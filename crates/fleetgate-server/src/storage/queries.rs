//! Account and device queries for the `FleetGate` server.

use fleetgate_core::db::unix_timestamp;
use sqlx::{Executor, Sqlite};

use super::db::{DatabaseError, FleetDatabase};
use super::models::{Admin, Device, DeviceStatus};

const ADMIN_SELECT: &str = "SELECT id, username, password_digest, created_at, updated_at \
     FROM accounts WHERE kind = 'admin'";

const DEVICE_SELECT: &str = "SELECT a.id, a.username, a.password_digest, a.created_at, \
     a.updated_at, d.serial_number, d.status \
     FROM devices d JOIN accounts a ON a.id = d.account_id";

/// Outcome of a device registration.
#[derive(Debug, Clone)]
pub struct DeviceRegistration {
    pub device: Device,
    /// True when a previously deleted record was brought back.
    pub reactivated: bool,
}

async fn fetch_device<'e, E>(executor: E, id: i64) -> Result<Option<Device>, sqlx::Error>
where
    E: Executor<'e, Database = Sqlite>,
{
    sqlx::query_as::<_, Device>(&format!("{DEVICE_SELECT} WHERE d.account_id = ?"))
        .bind(id)
        .fetch_optional(executor)
        .await
}

impl FleetDatabase {
    // =========================================================================
    // Admin queries
    // =========================================================================

    /// Create a new admin account.
    pub async fn create_admin(
        &self,
        username: &str,
        password_digest: &str,
    ) -> Result<Admin, DatabaseError> {
        let now = unix_timestamp();

        let id: i64 = sqlx::query_scalar(
            "INSERT INTO accounts (kind, username, password_digest, created_at, updated_at) \
             VALUES ('admin', ?, ?, ?, ?) RETURNING id",
        )
        .bind(username)
        .bind(password_digest)
        .bind(now)
        .bind(now)
        .fetch_one(self.pool())
        .await?;

        self.get_admin(id).await
    }

    /// Get an admin by account ID.
    pub async fn get_admin(&self, id: i64) -> Result<Admin, DatabaseError> {
        sqlx::query_as::<_, Admin>(&format!("{ADMIN_SELECT} AND id = ?"))
            .bind(id)
            .fetch_optional(self.pool())
            .await?
            .ok_or_else(|| DatabaseError::NotFound(format!("Admin {id}")))
    }

    /// Get an admin by username.
    pub async fn get_admin_by_username(&self, username: &str) -> Result<Admin, DatabaseError> {
        sqlx::query_as::<_, Admin>(&format!("{ADMIN_SELECT} AND username = ?"))
            .bind(username)
            .fetch_optional(self.pool())
            .await?
            .ok_or_else(|| DatabaseError::NotFound(format!("Admin with username {username}")))
    }

    /// Hard-delete an admin account. Device accounts are never touched.
    pub async fn delete_admin(&self, id: i64) -> Result<bool, DatabaseError> {
        let result = sqlx::query("DELETE FROM accounts WHERE id = ? AND kind = 'admin'")
            .bind(id)
            .execute(self.pool())
            .await?;

        Ok(result.rows_affected() > 0)
    }

    // =========================================================================
    // Device queries
    // =========================================================================

    /// Register a device, or reactivate the deleted device holding `serial_number`.
    ///
    /// Reactivation keeps the account id and replaces username and password
    /// digest. A serial number held by a device in any other status fails
    /// with `Conflict`, as does a username held by another account.
    ///
    /// The transaction opens with a write so the `SQLite` write lock is held
    /// before the branch is taken.
    pub async fn register_device(
        &self,
        username: &str,
        password_digest: &str,
        serial_number: &str,
    ) -> Result<DeviceRegistration, DatabaseError> {
        let now = unix_timestamp();
        let mut tx = self.pool().begin().await?;

        let revived: Option<i64> = sqlx::query_scalar(
            "UPDATE devices SET status = 'CREATED' \
             WHERE serial_number = ? AND status = 'DELETED' RETURNING account_id",
        )
        .bind(serial_number)
        .fetch_optional(&mut *tx)
        .await?;

        let (id, reactivated) = if let Some(id) = revived {
            sqlx::query(
                "UPDATE accounts SET username = ?, password_digest = ?, updated_at = ? WHERE id = ?",
            )
            .bind(username)
            .bind(password_digest)
            .bind(now)
            .bind(id)
            .execute(&mut *tx)
            .await?;
            (id, true)
        } else {
            let id: i64 = sqlx::query_scalar(
                "INSERT INTO accounts (kind, username, password_digest, created_at, updated_at) \
                 VALUES ('device', ?, ?, ?, ?) RETURNING id",
            )
            .bind(username)
            .bind(password_digest)
            .bind(now)
            .bind(now)
            .fetch_one(&mut *tx)
            .await?;

            sqlx::query(
                "INSERT INTO devices (account_id, serial_number, status) VALUES (?, ?, 'CREATED')",
            )
            .bind(id)
            .bind(serial_number)
            .execute(&mut *tx)
            .await?;
            (id, false)
        };

        let device = fetch_device(&mut *tx, id)
            .await?
            .ok_or_else(|| DatabaseError::NotFound(format!("Device {id}")))?;
        tx.commit().await?;

        Ok(DeviceRegistration {
            device,
            reactivated,
        })
    }

    /// Get a device by account ID.
    pub async fn get_device(&self, id: i64) -> Result<Device, DatabaseError> {
        fetch_device(self.pool(), id)
            .await?
            .ok_or_else(|| DatabaseError::NotFound(format!("Device {id}")))
    }

    /// Get a device by serial number, whatever its status.
    #[cfg(test)]
    pub async fn get_device_by_serial(&self, serial_number: &str) -> Result<Device, DatabaseError> {
        sqlx::query_as::<_, Device>(&format!("{DEVICE_SELECT} WHERE d.serial_number = ?"))
            .bind(serial_number)
            .fetch_optional(self.pool())
            .await?
            .ok_or_else(|| DatabaseError::NotFound(format!("Device with serial {serial_number}")))
    }

    /// List devices ordered by ID, optionally filtered by status.
    pub async fn list_devices(
        &self,
        status_filter: Option<DeviceStatus>,
    ) -> Result<Vec<Device>, DatabaseError> {
        let devices = if let Some(status) = status_filter {
            sqlx::query_as::<_, Device>(&format!(
                "{DEVICE_SELECT} WHERE d.status = ? ORDER BY a.id"
            ))
            .bind(status)
            .fetch_all(self.pool())
            .await?
        } else {
            sqlx::query_as::<_, Device>(&format!("{DEVICE_SELECT} ORDER BY a.id"))
                .fetch_all(self.pool())
                .await?
        };

        Ok(devices)
    }

    /// Set a device's status and return the updated record.
    pub async fn update_device_status(
        &self,
        id: i64,
        status: DeviceStatus,
    ) -> Result<Device, DatabaseError> {
        let mut tx = self.pool().begin().await?;

        let result = sqlx::query("UPDATE devices SET status = ? WHERE account_id = ?")
            .bind(status)
            .bind(id)
            .execute(&mut *tx)
            .await?;
        if result.rows_affected() == 0 {
            return Err(DatabaseError::NotFound(format!("Device {id}")));
        }

        sqlx::query("UPDATE accounts SET updated_at = ? WHERE id = ?")
            .bind(unix_timestamp())
            .bind(id)
            .execute(&mut *tx)
            .await?;

        let device = fetch_device(&mut *tx, id)
            .await?
            .ok_or_else(|| DatabaseError::NotFound(format!("Device {id}")))?;
        tx.commit().await?;

        Ok(device)
    }

    /// Move a device to `DELETED` unless it is already deleted or blacklisted.
    ///
    /// Returns `false` when the status guard refused the transition.
    pub async fn soft_delete_device(&self, id: i64) -> Result<bool, DatabaseError> {
        let result = sqlx::query(
            "UPDATE devices SET status = 'DELETED' \
             WHERE account_id = ? AND status IN ('CREATED', 'APPROVED')",
        )
        .bind(id)
        .execute(self.pool())
        .await?;

        Ok(result.rows_affected() > 0)
    }
}
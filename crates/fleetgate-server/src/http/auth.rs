//! Device routes under `/auth`.

use axum::Json;
use axum::extract::{Path, State};
use axum::http::StatusCode;
use serde::Deserialize;

use super::extract::{AuthenticatedCaller, HeaderCredentials, JsonBody};
use crate::directory::{DeviceSession, StatusReport};
use crate::error::Result;
use crate::state::AppState;
use crate::storage::Device;

#[derive(Debug, Deserialize)]
pub struct RegisterBody {
    pub serial_number: String,
}

#[derive(Debug, Deserialize)]
pub struct StatusUpdateBody {
    pub status: String,
    pub device_id: i64,
}

/// `GET /auth/login/{id}`
pub async fn login(
    State(state): State<AppState>,
    Path(id): Path<i64>,
    HeaderCredentials(credentials): HeaderCredentials,
) -> Result<Json<DeviceSession>> {
    state.devices.login(id, &credentials).await.map(Json)
}

/// `POST /auth/register`
pub async fn register(
    State(state): State<AppState>,
    HeaderCredentials(credentials): HeaderCredentials,
    JsonBody(body): JsonBody<RegisterBody>,
) -> Result<(StatusCode, Json<DeviceSession>)> {
    let session = state
        .devices
        .register(&credentials, &body.serial_number)
        .await?;
    Ok((StatusCode::CREATED, Json(session)))
}

/// `GET /auth/status`
pub async fn status(
    State(state): State<AppState>,
    AuthenticatedCaller(caller): AuthenticatedCaller,
) -> Result<Json<StatusReport>> {
    state.devices.check_status(&caller).await.map(Json)
}

/// `PATCH /auth/update`
pub async fn update(
    State(state): State<AppState>,
    AuthenticatedCaller(caller): AuthenticatedCaller,
    JsonBody(body): JsonBody<StatusUpdateBody>,
) -> Result<Json<Device>> {
    state
        .devices
        .update_status(caller.subject_id, body.device_id, &body.status)
        .await
        .map(Json)
}

/// `DELETE /auth/delete/{id}`
pub async fn delete(
    State(state): State<AppState>,
    Path(id): Path<i64>,
    HeaderCredentials(credentials): HeaderCredentials,
) -> Result<Json<Device>> {
    state.devices.delete(id, &credentials).await.map(Json)
}
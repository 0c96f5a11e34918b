//! `FleetGate` Core Library
//!
//! Shared plumbing for `FleetGate` components:
//! - `SQLite` pool setup, migrations macro and database errors
//! - Layered server configuration
//! - Tracing subscriber initialisation
//! - Common error types

pub mod config;
pub mod db;
pub mod error;
pub mod tracing_init;

pub use config::ServerConfig;
pub use error::{Error, Result};
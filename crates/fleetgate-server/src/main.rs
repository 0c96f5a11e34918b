//! `FleetGate` Server
//!
//! REST backend for an IoT fleet: device registration and approval,
//! telemetry ingest and token-based access control.

use std::net::SocketAddr;
use std::path::PathBuf;
use std::sync::Arc;
use std::time::Duration;

use clap::Parser;
use tracing::{info, warn};

use fleetgate_core::config::load_config;
use fleetgate_core::db::unix_timestamp;
use fleetgate_core::tracing_init::{LogFormat, init_tracing};
use fleetgate_server::auth::{Argon2Verifier, JwtManager, TokenPolicy, TokenService};
use fleetgate_server::http::build_router;
use fleetgate_server::state::AppState;
use fleetgate_server::storage::FleetDatabase;

const DEV_JWT_SECRET: &str = "dev-secret-change-me";

#[derive(Parser, Debug)]
#[command(name = "fleetgate-server")]
#[command(
    version,
    about = "FleetGate server - device registry, telemetry ingest and access control"
)]
struct Args {
    /// JSON config file.
    #[arg(long)]
    config: Option<PathBuf>,

    /// Address to listen on.
    #[arg(long)]
    addr: Option<SocketAddr>,

    /// Path to SQLite database file.
    #[arg(long)]
    db_path: Option<PathBuf>,

    /// JWT secret key.
    #[arg(long)]
    jwt_secret: Option<String>,

    /// Device token TTL in seconds.
    #[arg(long)]
    device_ttl: Option<i64>,

    /// Admin token TTL in seconds.
    #[arg(long)]
    admin_ttl: Option<i64>,

    /// Output logs as JSON (for structured log aggregation).
    #[arg(long)]
    log_json: bool,
}

#[tokio::main]
async fn main() -> anyhow::Result<()> {
    let args = Args::parse();

    init_tracing("fleetgate_server=info", LogFormat::from_json_flag(args.log_json))?;

    let mut config = load_config(args.config.as_deref())?;
    if let Some(addr) = args.addr {
        config.listen_addr = addr;
    }
    if let Some(path) = args.db_path {
        config.database_path = Some(path);
    }
    if let Some(secret) = args.jwt_secret {
        config.jwt_secret = Some(secret);
    }
    if let Some(ttl) = args.device_ttl {
        config.device_token_ttl_secs = ttl;
    }
    if let Some(ttl) = args.admin_ttl {
        config.admin_token_ttl_secs = ttl;
    }
    if config.device_token_ttl_secs <= 0 || config.admin_token_ttl_secs <= 0 {
        anyhow::bail!("Token TTLs must be positive");
    }

    info!(
        version = env!("CARGO_PKG_VERSION"),
        addr = %config.listen_addr,
        "Starting fleetgate-server"
    );

    let db_path = config.resolved_database_path()?;
    info!(path = %db_path.display(), "Opening fleet database");
    let db = FleetDatabase::open(&db_path).await?;

    let secret = config.jwt_secret.clone().unwrap_or_else(|| {
        warn!("No JWT secret configured; using the development secret");
        DEV_JWT_SECRET.to_string()
    });
    let policy = TokenPolicy {
        device_ttl_secs: config.device_token_ttl_secs,
        admin_ttl_secs: config.admin_token_ttl_secs,
    };

    let state = AppState::new(
        db,
        JwtManager::new(secret.as_bytes()),
        policy,
        Arc::new(Argon2Verifier::default()),
    );

    spawn_blocklist_sweep(
        Arc::clone(&state.tokens),
        Duration::from_secs(config.blocklist_sweep_interval_secs),
    );

    let app = build_router(state, config.max_payload_bytes);
    let listener = tokio::net::TcpListener::bind(config.listen_addr).await?;
    info!(addr = %config.listen_addr, "Server listening");

    tokio::select! {
        result = axum::serve(listener, app) => {
            result?;
        }
        _ = tokio::signal::ctrl_c() => {
            info!("Received shutdown signal");
        }
    }

    info!("Server stopped");
    Ok(())
}

/// Periodically drop blocklist entries that can no longer match a live token.
fn spawn_blocklist_sweep(tokens: Arc<TokenService>, period: Duration) {
    tokio::spawn(async move {
        let mut interval = tokio::time::interval(period);
        interval.tick().await; // Skip first immediate tick
        loop {
            interval.tick().await;
            match tokens.sweep_blocklist(unix_timestamp()).await {
                Ok(removed) if removed > 0 => {
                    info!(removed, "Blocklist sweep completed");
                }
                Err(e) => {
                    warn!(error = %e, "Blocklist sweep failed");
                }
                _ => {}
            }
        }
    });
}
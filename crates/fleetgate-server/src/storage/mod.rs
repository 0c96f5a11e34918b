//! SQLite storage for the `FleetGate` server.
//!
//! Provides persistence for accounts (admins and devices), data types,
//! readings and the revoked-token blocklist.

mod db;
mod models;
mod queries;
mod queries_blocklist;
mod queries_telemetry;


pub use db::{DatabaseError, FleetDatabase};
pub use models::*;
pub use queries::DeviceRegistration;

**EXERCISE DIRECTIONS**
Using the records above, count the lines containing "const". Give no words besides the number.

**PROBLEM SOLUTION**
3